• [Exercise brief]
Check every line of the data for the word "reason", and copy those that have it.

[Records Boundary: Start]

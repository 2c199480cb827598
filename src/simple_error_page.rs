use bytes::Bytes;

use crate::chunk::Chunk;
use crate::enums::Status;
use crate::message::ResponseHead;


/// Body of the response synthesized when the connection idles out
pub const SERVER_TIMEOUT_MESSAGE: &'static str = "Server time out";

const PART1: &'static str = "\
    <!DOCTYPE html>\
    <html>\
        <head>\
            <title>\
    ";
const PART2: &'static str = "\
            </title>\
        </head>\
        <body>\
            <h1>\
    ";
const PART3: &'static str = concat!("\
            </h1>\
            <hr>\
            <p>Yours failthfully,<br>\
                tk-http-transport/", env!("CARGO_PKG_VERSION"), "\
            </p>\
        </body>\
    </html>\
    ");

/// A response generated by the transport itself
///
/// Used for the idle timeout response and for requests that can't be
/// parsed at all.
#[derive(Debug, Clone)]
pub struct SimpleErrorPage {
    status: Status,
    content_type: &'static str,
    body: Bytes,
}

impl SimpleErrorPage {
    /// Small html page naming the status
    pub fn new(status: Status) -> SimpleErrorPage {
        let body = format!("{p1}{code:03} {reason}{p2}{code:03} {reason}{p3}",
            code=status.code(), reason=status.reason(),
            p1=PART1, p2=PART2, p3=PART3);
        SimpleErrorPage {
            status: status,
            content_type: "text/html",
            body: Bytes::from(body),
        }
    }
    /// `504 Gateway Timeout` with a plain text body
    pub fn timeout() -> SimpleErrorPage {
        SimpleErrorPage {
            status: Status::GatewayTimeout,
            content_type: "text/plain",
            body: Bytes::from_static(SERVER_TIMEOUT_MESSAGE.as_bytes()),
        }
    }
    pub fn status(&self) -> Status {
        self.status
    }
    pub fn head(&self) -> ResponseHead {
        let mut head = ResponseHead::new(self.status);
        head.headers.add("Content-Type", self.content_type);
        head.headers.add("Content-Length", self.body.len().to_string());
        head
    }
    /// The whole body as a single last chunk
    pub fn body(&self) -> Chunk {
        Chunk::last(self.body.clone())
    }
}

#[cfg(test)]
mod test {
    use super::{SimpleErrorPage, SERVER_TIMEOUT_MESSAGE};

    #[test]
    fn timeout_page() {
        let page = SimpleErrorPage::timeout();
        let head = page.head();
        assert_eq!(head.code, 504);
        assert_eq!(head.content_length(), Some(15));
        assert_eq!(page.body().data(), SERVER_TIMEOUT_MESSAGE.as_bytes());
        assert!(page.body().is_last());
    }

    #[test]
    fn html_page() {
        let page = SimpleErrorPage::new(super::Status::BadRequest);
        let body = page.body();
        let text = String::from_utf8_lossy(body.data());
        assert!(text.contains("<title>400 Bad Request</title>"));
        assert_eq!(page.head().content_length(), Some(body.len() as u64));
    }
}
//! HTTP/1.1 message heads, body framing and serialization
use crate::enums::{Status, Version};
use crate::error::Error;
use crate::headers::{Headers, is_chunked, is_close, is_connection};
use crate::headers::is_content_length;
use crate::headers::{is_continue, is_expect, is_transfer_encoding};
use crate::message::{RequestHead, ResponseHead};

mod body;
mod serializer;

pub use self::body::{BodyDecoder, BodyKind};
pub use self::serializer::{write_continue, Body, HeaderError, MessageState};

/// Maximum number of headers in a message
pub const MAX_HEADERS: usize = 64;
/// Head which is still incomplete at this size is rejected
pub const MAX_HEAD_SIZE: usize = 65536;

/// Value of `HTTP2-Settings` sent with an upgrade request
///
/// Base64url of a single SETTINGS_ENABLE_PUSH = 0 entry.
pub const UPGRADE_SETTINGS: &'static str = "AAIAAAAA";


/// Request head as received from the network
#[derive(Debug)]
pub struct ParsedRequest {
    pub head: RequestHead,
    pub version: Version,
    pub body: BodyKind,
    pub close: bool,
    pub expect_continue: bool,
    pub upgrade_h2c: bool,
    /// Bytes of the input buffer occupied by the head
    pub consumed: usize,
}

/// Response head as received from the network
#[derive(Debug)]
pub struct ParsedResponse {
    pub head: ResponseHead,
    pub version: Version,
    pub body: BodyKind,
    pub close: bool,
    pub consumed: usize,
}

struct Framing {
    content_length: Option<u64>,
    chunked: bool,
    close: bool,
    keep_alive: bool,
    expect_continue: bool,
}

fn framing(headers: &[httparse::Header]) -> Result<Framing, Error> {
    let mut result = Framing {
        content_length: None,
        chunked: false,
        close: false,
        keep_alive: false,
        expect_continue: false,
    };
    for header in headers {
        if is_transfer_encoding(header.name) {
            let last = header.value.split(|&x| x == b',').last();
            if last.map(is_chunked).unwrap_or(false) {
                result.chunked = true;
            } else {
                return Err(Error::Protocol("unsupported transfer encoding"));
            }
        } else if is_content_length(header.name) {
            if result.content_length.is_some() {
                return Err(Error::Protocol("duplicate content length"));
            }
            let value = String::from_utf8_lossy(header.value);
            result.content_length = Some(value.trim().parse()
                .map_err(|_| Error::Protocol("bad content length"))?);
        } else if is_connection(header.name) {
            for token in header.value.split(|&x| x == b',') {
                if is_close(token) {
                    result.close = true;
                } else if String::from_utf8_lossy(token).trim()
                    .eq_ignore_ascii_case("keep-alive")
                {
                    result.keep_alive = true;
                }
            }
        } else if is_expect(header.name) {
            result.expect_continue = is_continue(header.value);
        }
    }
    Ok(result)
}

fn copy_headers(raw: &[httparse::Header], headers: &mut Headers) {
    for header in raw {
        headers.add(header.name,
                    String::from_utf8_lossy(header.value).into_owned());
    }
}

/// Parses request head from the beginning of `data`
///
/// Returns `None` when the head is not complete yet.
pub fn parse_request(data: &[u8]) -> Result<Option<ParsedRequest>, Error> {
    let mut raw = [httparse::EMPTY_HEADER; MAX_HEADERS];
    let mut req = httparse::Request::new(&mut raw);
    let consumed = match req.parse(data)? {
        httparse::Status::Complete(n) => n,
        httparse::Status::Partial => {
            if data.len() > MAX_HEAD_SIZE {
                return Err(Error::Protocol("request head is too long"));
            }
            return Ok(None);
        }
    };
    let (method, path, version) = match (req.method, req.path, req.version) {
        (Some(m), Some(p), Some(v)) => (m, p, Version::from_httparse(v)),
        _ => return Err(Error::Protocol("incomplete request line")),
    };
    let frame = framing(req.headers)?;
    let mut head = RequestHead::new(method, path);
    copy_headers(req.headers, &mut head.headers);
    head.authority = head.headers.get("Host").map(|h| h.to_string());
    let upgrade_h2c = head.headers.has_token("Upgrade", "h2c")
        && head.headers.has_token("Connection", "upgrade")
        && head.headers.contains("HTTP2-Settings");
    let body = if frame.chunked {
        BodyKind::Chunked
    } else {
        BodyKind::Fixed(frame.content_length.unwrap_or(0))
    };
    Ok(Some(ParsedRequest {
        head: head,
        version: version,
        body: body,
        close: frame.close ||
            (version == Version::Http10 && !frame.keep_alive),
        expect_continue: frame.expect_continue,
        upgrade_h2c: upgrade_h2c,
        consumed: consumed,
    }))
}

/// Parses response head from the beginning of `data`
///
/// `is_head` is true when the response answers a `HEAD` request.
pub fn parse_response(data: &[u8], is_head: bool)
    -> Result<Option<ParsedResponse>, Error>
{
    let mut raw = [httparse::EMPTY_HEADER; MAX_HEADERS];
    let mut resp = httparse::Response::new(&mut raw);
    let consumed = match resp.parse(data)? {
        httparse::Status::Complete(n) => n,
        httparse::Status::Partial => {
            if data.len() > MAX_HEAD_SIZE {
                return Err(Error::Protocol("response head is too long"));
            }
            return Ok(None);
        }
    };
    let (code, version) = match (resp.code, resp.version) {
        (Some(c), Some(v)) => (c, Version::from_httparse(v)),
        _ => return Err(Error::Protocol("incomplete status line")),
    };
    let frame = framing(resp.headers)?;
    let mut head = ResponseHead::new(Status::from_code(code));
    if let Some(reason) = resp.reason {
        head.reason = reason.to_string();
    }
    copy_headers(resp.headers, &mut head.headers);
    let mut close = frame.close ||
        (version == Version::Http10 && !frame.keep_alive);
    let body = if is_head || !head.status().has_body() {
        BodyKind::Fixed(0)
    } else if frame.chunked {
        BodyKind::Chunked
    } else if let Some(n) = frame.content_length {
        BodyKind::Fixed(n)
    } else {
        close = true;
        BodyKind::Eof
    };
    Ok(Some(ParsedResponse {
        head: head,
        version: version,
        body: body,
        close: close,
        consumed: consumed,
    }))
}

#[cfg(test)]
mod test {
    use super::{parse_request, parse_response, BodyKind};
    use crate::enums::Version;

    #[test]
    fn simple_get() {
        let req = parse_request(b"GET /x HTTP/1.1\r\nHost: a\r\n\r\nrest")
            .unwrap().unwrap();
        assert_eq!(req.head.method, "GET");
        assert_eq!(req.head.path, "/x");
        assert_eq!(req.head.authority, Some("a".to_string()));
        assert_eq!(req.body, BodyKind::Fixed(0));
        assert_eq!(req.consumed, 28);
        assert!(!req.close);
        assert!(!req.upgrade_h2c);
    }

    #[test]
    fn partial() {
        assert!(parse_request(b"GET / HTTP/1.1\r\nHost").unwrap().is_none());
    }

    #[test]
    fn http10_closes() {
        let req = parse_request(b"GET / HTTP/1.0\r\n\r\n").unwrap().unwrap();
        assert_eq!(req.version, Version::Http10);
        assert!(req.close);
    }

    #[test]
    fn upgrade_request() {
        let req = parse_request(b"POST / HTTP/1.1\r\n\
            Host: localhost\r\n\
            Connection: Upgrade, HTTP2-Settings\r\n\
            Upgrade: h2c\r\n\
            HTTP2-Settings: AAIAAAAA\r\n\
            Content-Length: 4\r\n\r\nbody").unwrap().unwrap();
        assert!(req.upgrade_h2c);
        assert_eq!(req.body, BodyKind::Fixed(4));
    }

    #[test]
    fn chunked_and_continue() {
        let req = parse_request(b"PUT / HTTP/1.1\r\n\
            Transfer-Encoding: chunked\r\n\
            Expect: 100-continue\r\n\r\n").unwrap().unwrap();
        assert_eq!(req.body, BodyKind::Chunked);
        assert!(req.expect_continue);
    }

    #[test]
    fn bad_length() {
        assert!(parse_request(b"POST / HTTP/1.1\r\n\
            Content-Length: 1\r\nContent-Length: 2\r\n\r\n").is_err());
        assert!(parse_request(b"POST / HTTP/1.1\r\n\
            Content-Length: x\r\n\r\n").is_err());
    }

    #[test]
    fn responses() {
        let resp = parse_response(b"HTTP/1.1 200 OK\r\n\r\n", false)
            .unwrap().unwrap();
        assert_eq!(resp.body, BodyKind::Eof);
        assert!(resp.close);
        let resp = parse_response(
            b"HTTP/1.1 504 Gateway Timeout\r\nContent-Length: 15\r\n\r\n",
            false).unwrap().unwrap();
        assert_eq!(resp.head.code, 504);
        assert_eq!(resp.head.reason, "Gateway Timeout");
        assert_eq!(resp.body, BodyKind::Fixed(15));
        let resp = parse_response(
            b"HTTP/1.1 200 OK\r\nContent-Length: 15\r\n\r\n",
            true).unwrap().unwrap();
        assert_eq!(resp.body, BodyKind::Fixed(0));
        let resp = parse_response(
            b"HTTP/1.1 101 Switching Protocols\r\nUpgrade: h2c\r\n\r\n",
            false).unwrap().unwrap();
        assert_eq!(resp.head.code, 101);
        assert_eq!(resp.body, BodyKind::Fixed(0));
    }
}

[Records Boundary: End]

• [Answer to this task]
        let body = format!("{p1}{code:03} {reason}{p2}{code:03} {reason}{p3}",
            code=status.code(), reason=status.reason(),
    if let Some(reason) = resp.reason {
        head.reason = reason.to_string();
        assert_eq!(resp.head.reason, "Gateway Timeout");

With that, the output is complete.